Sarindr Bhumiratana, postdoctoral fellow in Vunjak-Novakovic’s Laboratory for Stem Cells and Tissue Engineering, came up with a new approach: inducing the mesenchymal stem cells to undergo a condensation stage as they do in the body before starting to make cartilage. He discovered that this simple but major departure from how things were usually being done resulted in a quality of human cartilage not seen before.

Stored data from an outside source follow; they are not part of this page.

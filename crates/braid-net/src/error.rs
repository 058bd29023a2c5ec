//! Network error types

use std::fmt;

/// Result type alias using NetError
pub type Result<T> = std::result::Result<T, NetError>;

/// Network layer errors
#[derive(Debug)]
pub enum NetError {
    /// Connection failed to establish
    ConnectionFailed(String),
    /// Operation exceeded its deadline
    Timeout,
    /// The partner daemon never claimed the session
    PeerNotConnected(String),
    /// TLS configuration or handshake error
    TlsError(String),
    /// Malformed peer-session reference message
    InvalidReference(String),
    /// IO error
    Io(std::io::Error),
}

impl fmt::Display for NetError {
    fn fmt(&self, f: &mut fmt::Formatter<'_>) -> fmt::Result {
        match self {
            Self::ConnectionFailed(msg) => write!(f, "Connection failed: {}", msg),
            Self::Timeout => write!(f, "Operation timed out"),
            Self::PeerNotConnected(msg) => write!(f, "Peer not connected: {}", msg),
            Self::TlsError(msg) => write!(f, "TLS error: {}", msg),
            Self::InvalidReference(msg) => write!(f, "Invalid session reference: {}", msg),
            Self::Io(err) => write!(f, "IO error: {}", err),
        }
    }
}

impl std::error::Error for NetError {}

impl From<std::io::Error> for NetError {
    fn from(err: std::io::Error) -> Self {
        Self::Io(err)
    }
}
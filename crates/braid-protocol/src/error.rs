//! Protocol error types

use braid_crypto::CryptoError;
use braid_net::NetError;
use std::fmt;

/// Result type alias using ProtocolError
pub type Result<T> = std::result::Result<T, ProtocolError>;

/// Errors reported by the upstream QKD key-management service, mirroring its
/// response status table
#[derive(Debug, Clone, PartialEq, Eq)]
pub enum QkdError {
    /// Status 1: connection succeeded but the peer is not connected
    PeerNotConnected,
    /// Status 2: not enough key material available
    InsufficientKey,
    /// Status 3: the peer application is not connected
    PeerApplicationNotConnected,
    /// Status 4: no QKD connection is available
    NoQkdConnection,
    /// Status 5: the KSID is already in use
    KsidInUse,
    /// Status 6: the call hit the specified timeout
    Timeout,
    /// Status 7: the requested QoS settings could not be met
    QosSettings,
    /// Status 8: the metadata buffer size is insufficient
    MetadataSize,
    /// Any other non-zero status
    Unknown(i64),
    /// The KMS could not be reached
    Connection(String),
    /// The KMS answered with something unusable
    Protocol(String),
}

impl QkdError {
    /// Map a KMS response status to an error; `0` is success
    pub fn check_status(status: i64) -> std::result::Result<(), QkdError> {
        match status {
            0 => Ok(()),
            1 => Err(Self::PeerNotConnected),
            2 => Err(Self::InsufficientKey),
            3 => Err(Self::PeerApplicationNotConnected),
            4 => Err(Self::NoQkdConnection),
            5 => Err(Self::KsidInUse),
            6 => Err(Self::Timeout),
            7 => Err(Self::QosSettings),
            8 => Err(Self::MetadataSize),
            other => Err(Self::Unknown(other)),
        }
    }
}

impl fmt::Display for QkdError {
    fn fmt(&self, f: &mut fmt::Formatter<'_>) -> fmt::Result {
        match self {
            Self::PeerNotConnected => write!(f, "Connection successful, but peer is not connected"),
            Self::InsufficientKey => write!(f, "GET_KEY failed due to insufficient key availability"),
            Self::PeerApplicationNotConnected => {
                write!(f, "GET_KEY failed because peer application is not connected")
            }
            Self::NoQkdConnection => write!(f, "No QKD connection is available"),
            Self::KsidInUse => write!(f, "OPEN_CONNECT failed because the KSID is already in use"),
            Self::Timeout => write!(f, "The call failed due to the specified TIMEOUT"),
            Self::QosSettings => {
                write!(f, "OPEN failed because requested QoS settings could not be met")
            }
            Self::MetadataSize => {
                write!(f, "GET_KEY failed because the metadata buffer size is insufficient")
            }
            Self::Unknown(status) => write!(f, "Unknown QKD error with status code {}", status),
            Self::Connection(msg) => write!(f, "Unable to reach the KMS node: {}", msg),
            Self::Protocol(msg) => write!(f, "Unusable KMS response: {}", msg),
        }
    }
}

impl std::error::Error for QkdError {}

/// Session-layer errors
#[derive(Debug)]
pub enum ProtocolError {
    /// The request URIs name neither this node nor a role for it
    UuidMismatch {
        /// Source uuid from the request URI
        source: String,
        /// Destination uuid from the request URI
        destination: String,
        /// This node's uuid
        local: String,
    },
    /// The partner daemon is not in the trusted-peers registry
    UnknownPeer(String),
    /// A request field could not be interpreted
    InvalidRequest(String),
    /// Key material arrived in a shape `key_to_bytes` cannot decode
    UnsupportedKeyType(String),
    /// The QoS chunk size cannot produce a key
    InvalidChunkSize(i64),
    /// QKD source failure
    Qkd(QkdError),
    /// PQC source failure (handshake I/O or KEM)
    Pqc(String),
    /// Cryptographic primitive failure
    Crypto(CryptoError),
    /// Peer-channel failure
    Net(NetError),
}

impl fmt::Display for ProtocolError {
    fn fmt(&self, f: &mut fmt::Formatter<'_>) -> fmt::Result {
        match self {
            Self::UuidMismatch {
                source,
                destination,
                local,
            } => write!(
                f,
                "Neither {} nor {} match the local uuid {}",
                source, destination, local
            ),
            Self::UnknownPeer(uuid) => {
                write!(f, "The hybridization module with uuid {} is not registered", uuid)
            }
            Self::InvalidRequest(msg) => write!(f, "Invalid request: {}", msg),
            Self::UnsupportedKeyType(msg) => write!(f, "Unsupported key type: {}", msg),
            Self::InvalidChunkSize(size) => write!(f, "Invalid key chunk size: {}", size),
            Self::Qkd(err) => write!(f, "QKD error: {}", err),
            Self::Pqc(msg) => write!(f, "PQC error: {}", msg),
            Self::Crypto(err) => write!(f, "Crypto error: {}", err),
            Self::Net(err) => write!(f, "Network error: {}", err),
        }
    }
}

impl std::error::Error for ProtocolError {}

impl From<QkdError> for ProtocolError {
    fn from(err: QkdError) -> Self {
        Self::Qkd(err)
    }
}

impl From<CryptoError> for ProtocolError {
    fn from(err: CryptoError) -> Self {
        Self::Crypto(err)
    }
}

impl From<NetError> for ProtocolError {
    fn from(err: NetError) -> Self {
        Self::Net(err)
    }
}

#[cfg(test)]
mod tests {
    use super::*;

    #[test]
    fn status_zero_is_success() {
        assert!(QkdError::check_status(0).is_ok());
    }

    #[test]
    fn mapped_statuses_yield_their_kind() {
        assert_eq!(QkdError::check_status(1), Err(QkdError::PeerNotConnected));
        assert_eq!(QkdError::check_status(2), Err(QkdError::InsufficientKey));
        assert_eq!(
            QkdError::check_status(3),
            Err(QkdError::PeerApplicationNotConnected)
        );
        assert_eq!(QkdError::check_status(4), Err(QkdError::NoQkdConnection));
        assert_eq!(QkdError::check_status(5), Err(QkdError::KsidInUse));
        assert_eq!(QkdError::check_status(6), Err(QkdError::Timeout));
        assert_eq!(QkdError::check_status(7), Err(QkdError::QosSettings));
        assert_eq!(QkdError::check_status(8), Err(QkdError::MetadataSize));
    }

    #[test]
    fn unmapped_statuses_are_unknown() {
        assert_eq!(QkdError::check_status(42), Err(QkdError::Unknown(42)));
        assert_eq!(QkdError::check_status(-1), Err(QkdError::Unknown(-1)));
    }
}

Gerard Ateshian, Andrew Walz Professor of Mechanical Engineering, professor of biomedical engineering, and chair of the Department of Mechanical Engineering, and his PhD student, Sevan Oungoulian, helped perform measurements showing that the lubricative property and compressive strength—the two important functional properties—of the tissue-engineered cartilage approached those of native cartilage. The researchers then used their method to regenerate large pieces of anatomically shaped and mechanically strong cartilage over the bone, and to repair defects in cartilage.

“Our whole approach to tissue engineering is biomimetic in nature, which means that our engineering designs are defined by biological principles,” Vunjak-Novakovic notes. “This approach has been effective in improving the quality of many engineered tissues—from bone to heart. Still, we were really surprised to see that our cartilage, grown by mimicking some aspects of biological development, was as strong as ‘normal’ human cartilage.”

The team plans next to test whether the engineered cartilage tissue maintains its structure and long-term function when implanted into a defect.

Here’s a link to and a citation for the research paper,

Large, stratified, and mechanically functional human cartilage grown in vitro by mesenchymal condensation by Sarindr Bhumiratana, Ryan E. Eton, Sevan R. Oungoulian, Leo Q. Wan, Gerard A. Ateshian, and Gordana Vunjak-Novakovic. Proceedings of the National Academy of Sciences, 2014; DOI: 10.1073/pnas.1324050111

This paper is behind a paywall.

I have an observation about both this and the other cartilage story (Replacement cartilage grown on laboratory chip) featured here. It looks to me as if these two areas of research could be complementary. The ‘laboratory chip’ story is about a new way to use 3D printing to produce cartilage more quickly where this Columbia Engineering story is about better mimicking processes in the body to engineer stronger, more resilient cartilage. Taken separately or together cartilage tissue engineering has had an exciting week.